Minerva groaned, and buried her head in her hands. She sighed, placing her elbows on her knees, and sank down even lower. “I am a fool,” she said heavily.  
“Now, hey, don’t beat yourself up about it!” Dewey encouraged, “There’s been a couple o’ times I wanted to get real nasty with someone at the DMV! That place is - I tell you - that place is charged! Bad energy in there, for sure.”  

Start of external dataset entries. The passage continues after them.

impl Encoder for FfmpegEncoder {
    fn mime_type(&self) -> &str {
        &self.mime
    }

    fn start(&mut self, timeslice: f64) -> Result<()> {
        if self.child.is_some() {
            return Ok(());
        }
        let workdir = self.workdir()?.to_path_buf();
        let mut child = Command::new(&self.program)
            .args(["-hide_banner", "-loglevel", "error", "-y"])
            .args(["-f", "rawvideo", "-pix_fmt", "rgba"])
            .args(["-s", &format!("{}x{}", self.width, self.height)])
            .args(["-r", &self.fps.to_string()])
            .args(["-i", "pipe:0", "-an"])
            .args(["-c:v", self.codecs.video, "-pix_fmt", "yuv420p"])
            .args(["-vf", "pad=ceil(iw/2)*2:ceil(ih/2)*2"])
            .arg(workdir.join(VIDEO_FILE))
            .stdin(Stdio::piped())
            .stdout(Stdio::null())
            .stderr(Stdio::piped())
            .spawn()
            .map_err(|err| AuraluxError::UnsupportedCapability(format!("failed to run ffmpeg: {err}")))?;

        let Some(stdin) = child.stdin.take() else {
            let _ = child.kill();
            return Err(AuraluxError::msg("ffmpeg stdin unavailable"));
        };

        if let Some(track) = self.audio {
            let spec = WavSpec {
                channels: track.channels,
                sample_rate: track.sample_rate,
                bits_per_sample: 32,
                sample_format: SampleFormat::Float,
            };
            match WavWriter::create(workdir.join(AUDIO_FILE), spec) {
                Ok(writer) => self.wav = Some(writer),
                Err(err) => {
                    let _ = child.kill();
                    return Err(AuraluxError::msg(format!("failed to buffer audio: {err}")));
                }
            }
        }

        self.frames_per_slice = ((self.fps as f64 * timeslice).round() as usize).max(1);
        self.stdin = Some(stdin);
        self.child = Some(child);
        Ok(())
    }

    fn write_video(&mut self, frame: &Canvas) -> Result<()> {
        self.check_running()?;
        if frame.pixel_width() != self.width || frame.pixel_height() != self.height {
            return Err(AuraluxError::invalid(format!(
                "frame is {}x{}, recording is {}x{}",
                frame.pixel_width(),
                frame.pixel_height(),
                self.width,
                self.height
            )));
        }
        self.pending.extend_from_slice(frame.pixels());
        self.pending_frames += 1;
        if self.pending_frames >= self.frames_per_slice {
            self.flush()?;
        }
        Ok(())
    }

    fn write_audio(&mut self, samples: &[f32]) -> Result<()> {
        self.check_running()?;
        let Some(wav) = self.wav.as_mut() else {
            return Ok(());
        };
        let written: std::result::Result<(), hound::Error> =
            samples.iter().try_for_each(|sample| wav.write_sample(*sample));
        written.map_err(|err| self.fail(format!("failed to buffer audio: {err}")))
    }

    fn stop(&mut self) {
        if self.events.is_some() {
            return;
        }
        if self.failure.is_some() {
            let (_, rx) = mpsc::channel();
            self.events = Some(rx);
            return;
        }
        if let Err(err) = self.flush() {
            tracing::warn!(%err, "dropping final frames");
        }
        self.stdin = None;

        let mut has_audio = false;
        if let Some(wav) = self.wav.take() {
            match wav.finalize() {
                Ok(()) => has_audio = true,
                Err(err) => tracing::warn!(%err, "recording without audio"),
            }
        }

        let (tx, rx) = mpsc::channel();
        self.events = Some(rx);
        let (Some(child), Some(workdir)) = (self.child.take(), self.workdir.take()) else {
            let _ = tx.send(EncoderEvent::Stopped);
            return;
        };

        let job = FinalizeJob {
            program: self.program.clone(),
            audio_codec: self.codecs.audio,
            has_audio,
            child,
            workdir,
        };
        thread::spawn(move || job.run(tx));
    }

    fn poll(&mut self) -> Vec<EncoderEvent> {
        let mut events = Vec::new();
        if let Some(reason) = &self.failure {
            if !self.failure_reported {
                self.failure_reported = true;
                events.push(EncoderEvent::Failed(reason.clone()));
            }
            return events;
        }
        let Some(rx) = self.events.as_ref() else {
            return events;
        };
        loop {
            match rx.try_recv() {
                Ok(event) => events.push(event),
                Err(TryRecvError::Empty) | Err(TryRecvError::Disconnected) => break,
            }
        }
        events
    }
}

impl std::fmt::Debug for FfmpegEncoder {
    fn fmt(&self, f: &mut std::fmt::Formatter<'_>) -> std::fmt::Result {
        f.debug_struct("FfmpegEncoder")
            .field("mime", &self.mime)
            .field("size", &(self.width, self.height))
            .field("fps", &self.fps)
            .field("audio", &self.audio)
            .field("frames_written", &self.frames_written)
            .field("failure", &self.failure)
            .finish()
    }
}

impl Drop for FfmpegEncoder {
    fn drop(&mut self) {
        if let Some(mut child) = self.child.take() {
            self.stdin = None;
            let _ = child.kill();
            let _ = child.wait();
        }
    }
}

Casually, Minerva ignored what Dewey had said, head still in her hand. “I keep insisting to Duck that I should simply serve my time, but he will not allow it. It is what I have earned, I must face my consequence…”  
Dewey snorted. “We haven’t had anybody actually serve time here since Pidgeon, and that was for… well… for you know what,” Dewey was sober for a moment, a state that didn’t suit him, before perking right back up again, his spectral form floating up an inch or two as he turned to face Minerva, “Trust me, we never keep people in here. I don’t think he’d know what in Heck to do with ya!”  
“Nevertheless,” Minerva insisted, standing up, “I have put people in danger for no reason, and for that, I deserve to be punished! In the order, atrocities such as this would be punished with starvation, isolation, lashes across the back!”  
Dewey squinted at her. “I don’t wanna jump to conclusions Ms. Minerva, but it sorta sounds to me you want some sorta punishment for it.”  
Minerva shot him a look, but before he had time to interpret it, two forms revealed themselves in front of the bars of the cell. A bitter look on his face, Sheriff Owens unlocked the door. “You’re free to go,” he said. Minerva was looking down. When Duck spoke, it was soft, horribly, awfully soft.  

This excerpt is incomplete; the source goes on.